I thought that I could use the master theorem,since the recursive relation is of the form $T(n)=aT(\frac{n}{b})+f(n)$
$$a=5 \geq 1 , b=5>1 , f(n)=\frac{n}{ \lg n}$$
$$f'(n)=\frac{ \lg n-1}{ \lg^2 n}>0 \Rightarrow \lg n >1 \Rightarrow n>2$$
So, $f(n)$ is asymptotically positive and increasing $\forall n>2$.
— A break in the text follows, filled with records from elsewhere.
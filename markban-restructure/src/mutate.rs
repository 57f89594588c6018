//! Tree mutation
//!
//! Reparents and repositions one entry at a time, stamping lastModified.
//! Guid, type and fk are never touched. Atomicity comes from the
//! surrounding transaction, not from this module.

use markban_common::{time, Error, RestructureConfig, Result};
use sqlx::SqliteConnection;

/// Move an entry to a new parent folder and sibling position
///
/// Reserved system rows are refused outright; they may only ever appear
/// as path ancestors.
pub async fn move_entry(
    conn: &mut SqliteConnection,
    config: &RestructureConfig,
    entry_id: i64,
    new_parent: i64,
    new_position: i64,
) -> Result<()> {
    if config.reserved_ids.contains(&entry_id) {
        return Err(Error::InvalidInput(format!(
            "Refusing to move reserved system row {entry_id}"
        )));
    }

    sqlx::query(
        "UPDATE moz_bookmarks
         SET parent = ?, position = ?, lastModified = ?
         WHERE id = ?",
    )
    .bind(new_parent)
    .bind(new_position)
    .bind(time::now_micros())
    .bind(entry_id)
    .execute(&mut *conn)
    .await?;

    Ok(())
}
//! # markban Common Library
//!
//! Shared code for the markban bookmark restructure tooling:
//! - Error types
//! - Restructure configuration (WIP limit, reserved ids, source declarations)
//! - Store open / data models for the places database
//! - Timestamp and external-identifier (guid) utilities

pub mod config;
pub mod db;
pub mod error;
pub mod guid;
pub mod time;

pub use config::RestructureConfig;
pub use error::{Error, Result};
use crate::graph::Route;
use crate::lane::{JointPoints, LaneAttributes};
use crate::localizer::{create_lane_assignments, Localizer, Location};
use crate::math::Point2d;
use crate::object::{WorldObject, WorldObjectAttributes};
use crate::road::{Road, RoadAttributes, Section};
use crate::{
    GlobalRoadPosition, Lane, LaneId, LaneSet, ObjectId, ObjectSet, RoadId, RoadSet, SectionId,
    SectionSet,
};
use log::debug;
use std::collections::BTreeMap;
use std::collections::HashMap;

/// The world model: the road network with its lane geometry, the world
/// objects moving through it, and the localization engine binding the two.
///
/// The network is populated once by the scenery import, then frozen by
/// [World::finalize]; objects are (un)located once per tick from a single
/// thread.
#[derive(Default)]
pub struct World {
    /// The roads in the network.
    roads: RoadSet,
    /// The sections in the network.
    sections: SectionSet,
    /// The lanes in the network.
    lanes: LaneSet,
    /// The objects in the world.
    objects: ObjectSet,
    /// Lookup from OpenDRIVE road id to road key; bijective with the roads'
    /// own od ids.
    road_ids: HashMap<String, RoadId>,
    /// The localization engine.
    localizer: Localizer,
}

impl World {
    /// Creates an empty world.
    pub fn new() -> Self {
        Default::default()
    }

    /// Adds a road to the network.
    ///
    /// # Panics
    /// Panics if a road with the same OpenDRIVE id already exists; road ids
    /// must be unique within a loaded scenery.
    pub fn add_road(&mut self, attribs: &RoadAttributes) -> RoadId {
        let road = self.roads.insert_with_key(|id| Road::new(id, attribs));
        let previous = self.road_ids.insert(attribs.od_id.clone(), road);
        assert!(
            previous.is_none(),
            "duplicate road id {} in imported network",
            attribs.od_id
        );
        road
    }

    /// Adds a section to a road, starting at the given arc-length.
    pub fn add_section(&mut self, road: RoadId, s_offset: f64) -> SectionId {
        let section = self
            .sections
            .insert_with_key(|id| Section::new(id, road, s_offset));
        self.roads[road].add_section(section);
        section
    }

    /// Adds a lane to a section.
    pub fn add_lane(&mut self, section: SectionId, attribs: &LaneAttributes) -> LaneId {
        let lane = self
            .lanes
            .insert_with_key(|id| Lane::new(id, section, attribs));
        self.sections[section].add_lane(lane);
        lane
    }

    /// Appends a geometry joint to a lane. Joints must arrive in strictly
    /// increasing arc-length order; a non-increasing joint is ignored.
    pub fn add_lane_joint(
        &mut self,
        lane: LaneId,
        points: JointPoints,
        s_offset: f64,
        curvature: f64,
        heading: f64,
    ) {
        self.lanes[lane].add_geometry_joint(points, s_offset, curvature, heading);
    }

    /// Declares `left` and `right` as laterally adjacent lanes,
    /// `left` being the left neighbour of `right`.
    pub fn set_adjacent_lanes(&mut self, left: LaneId, right: LaneId) {
        self.lanes[right].set_left_lane(left);
        self.lanes[left].set_right_lane(right);
    }

    /// Declares that `from` continues into `to`.
    pub fn add_lane_pairing(&mut self, from: LaneId, to: LaneId) {
        self.lanes[from].add_successor(to);
        self.lanes[to].add_predecessor(from);
    }

    /// Adds a lane boundary id to the left side of a lane.
    pub fn add_left_lane_boundary(&mut self, lane: LaneId, boundary: u64) {
        self.lanes[lane].add_left_boundary(boundary);
    }

    /// Adds a lane boundary id to the right side of a lane.
    pub fn add_right_lane_boundary(&mut self, lane: LaneId, boundary: u64) {
        self.lanes[lane].add_right_boundary(boundary);
    }

    /// Declares that `from` continues into `to`.
    pub fn connect_sections(&mut self, from: SectionId, to: SectionId) {
        self.sections[from].add_next(to);
        self.sections[to].add_previous(from);
    }

    /// Sets the predecessor road of a road by OpenDRIVE id.
    pub fn set_road_predecessor(&mut self, road: RoadId, predecessor: &str) {
        self.roads[road].set_predecessor(predecessor.to_string());
    }

    /// Sets the successor road of a road by OpenDRIVE id.
    pub fn set_road_successor(&mut self, road: RoadId, successor: &str) {
        self.roads[road].set_successor(successor.to_string());
    }

    /// Freezes the network and builds the localization index.
    ///
    /// Must be called after the network is fully populated and before the
    /// first [World::locate] call. May be called again after the network
    /// changed, which rebuilds the index.
    pub fn finalize(&mut self) {
        self.localizer.init(&self.lanes);
        debug!(
            "world finalized: {} roads, {} sections, {} lanes",
            self.roads.len(),
            self.sections.len(),
            self.lanes.len()
        );
    }

    /// Adds an object to the world.
    pub fn add_object(&mut self, attribs: &WorldObjectAttributes) -> ObjectId {
        self.objects
            .insert_with_key(|id| WorldObject::new(id, attribs))
    }

    /// Removes an object from the world and from all lanes it occupies.
    pub fn remove_object(&mut self, id: ObjectId) {
        self.unlocate(id);
        self.objects.remove(id);
    }

    /// Updates an object's pose. Called by the dynamics layer between ticks.
    pub fn set_object_pose(&mut self, id: ObjectId, position: Point2d, yaw: f64) {
        self.objects[id].set_pose(position, yaw);
    }

    /// Localizes an object onto the road network and assigns it to the lanes
    /// it overlaps.
    ///
    /// Finding no overlap at all is an expected outcome and produces an
    /// invalid [Location] with empty collections.
    pub fn locate(&mut self, id: ObjectId, route: &Route) -> Location {
        let object = &self.objects[id];
        let bounding_polygon = object.bounding_polygon();
        let (location, overlaps) = self.localizer.locate(
            &bounding_polygon,
            object,
            route,
            &self.lanes,
            &self.sections,
            &self.roads,
        );
        create_lane_assignments(&mut self.objects[id], &overlaps, &mut self.lanes);
        location
    }

    /// Removes an object's lane assignments, from the object and from the
    /// lanes' occupancy lists. Called before each tick's fresh [World::locate].
    pub fn unlocate(&mut self, id: ObjectId) {
        let object = match self.objects.get_mut(id) {
            Some(object) => object,
            None => return,
        };
        for lane in object.lane_assignments() {
            self.lanes[*lane].remove_object(id);
        }
        object.clear_lane_assignments();
    }

    /// Removes every lane assignment of every object at once, in preparation
    /// for a new tick's localization pass.
    pub fn clear_all_assignments(&mut self) {
        for lane in self.lanes.values_mut() {
            lane.clear_assignments();
        }
        for object in self.objects.values_mut() {
            object.clear_lane_assignments();
        }
    }

    /// Localizes a single world point onto all roads covering it.
    pub fn locate_point(&self, point: Point2d, hdg: f64) -> BTreeMap<String, GlobalRoadPosition> {
        self.localizer
            .locate_point(point, hdg, &self.lanes, &self.sections, &self.roads)
    }

    /// Gets a reference to the road with the given ID.
    pub fn get_road(&self, id: RoadId) -> &Road {
        &self.roads[id]
    }

    /// Gets a reference to the section with the given ID.
    pub fn get_section(&self, id: SectionId) -> &Section {
        &self.sections[id]
    }

    /// Gets a reference to the lane with the given ID.
    pub fn get_lane(&self, id: LaneId) -> &Lane {
        &self.lanes[id]
    }

    /// Gets a reference to the object with the given ID.
    pub fn get_object(&self, id: ObjectId) -> &WorldObject {
        &self.objects[id]
    }

    /// Looks up a road by its OpenDRIVE id.
    pub fn road_by_od_id(&self, od_id: &str) -> Option<&Road> {
        self.road_ids.get(od_id).map(|id| &self.roads[*id])
    }

    /// The arena of lanes in the network.
    pub fn lanes(&self) -> &LaneSet {
        &self.lanes
    }

    /// The arena of sections in the network.
    pub fn sections(&self) -> &SectionSet {
        &self.sections
    }

    /// The arena of roads in the network.
    pub fn roads(&self) -> &RoadSet {
        &self.roads
    }

    /// Returns an iterator over all objects in the world.
    pub fn iter_objects(&self) -> impl Iterator<Item = &WorldObject> {
        self.objects.values()
    }

    /// The localization engine.
    pub fn localizer(&self) -> &Localizer {
        &self.localizer
    }
}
$$n^{\log_b a}=n^{\log_5 5}=n$$
We see that $f(n) < n$
$$f(n)=O(n^{ \log_b a- \epsilon})=O(n^{1- \epsilon})$$
But how can we find the $\epsilon$ ? Or can't we apply in this case the master theorem?
EDIT:
Could I do it maybe,using the substitution method,like that:
$$m=\log_5 n \Rightarrow n=5^m$$
$$\frac{T(5^m)}{5^m}=\frac{T(5^{m-1})}{5^{m-1}}+\frac{1}{m}$$
Let $S(m)=\frac{T(5^m)}{5^m}$
Then: $$S(m)=S(m-1)+\frac{1}{m} \\ S(m-1)=S(m-2)+\frac{1}{m-1} \\ \dots \\ S(2)=S(1)+\frac{1}{2}$$
So,we get:
$$S(m)=S(1)+\frac{1}{2}+\frac{1}{3}+ \dots + \frac{1}{m-1}+\frac{1}{m}$$
But,how can I continue?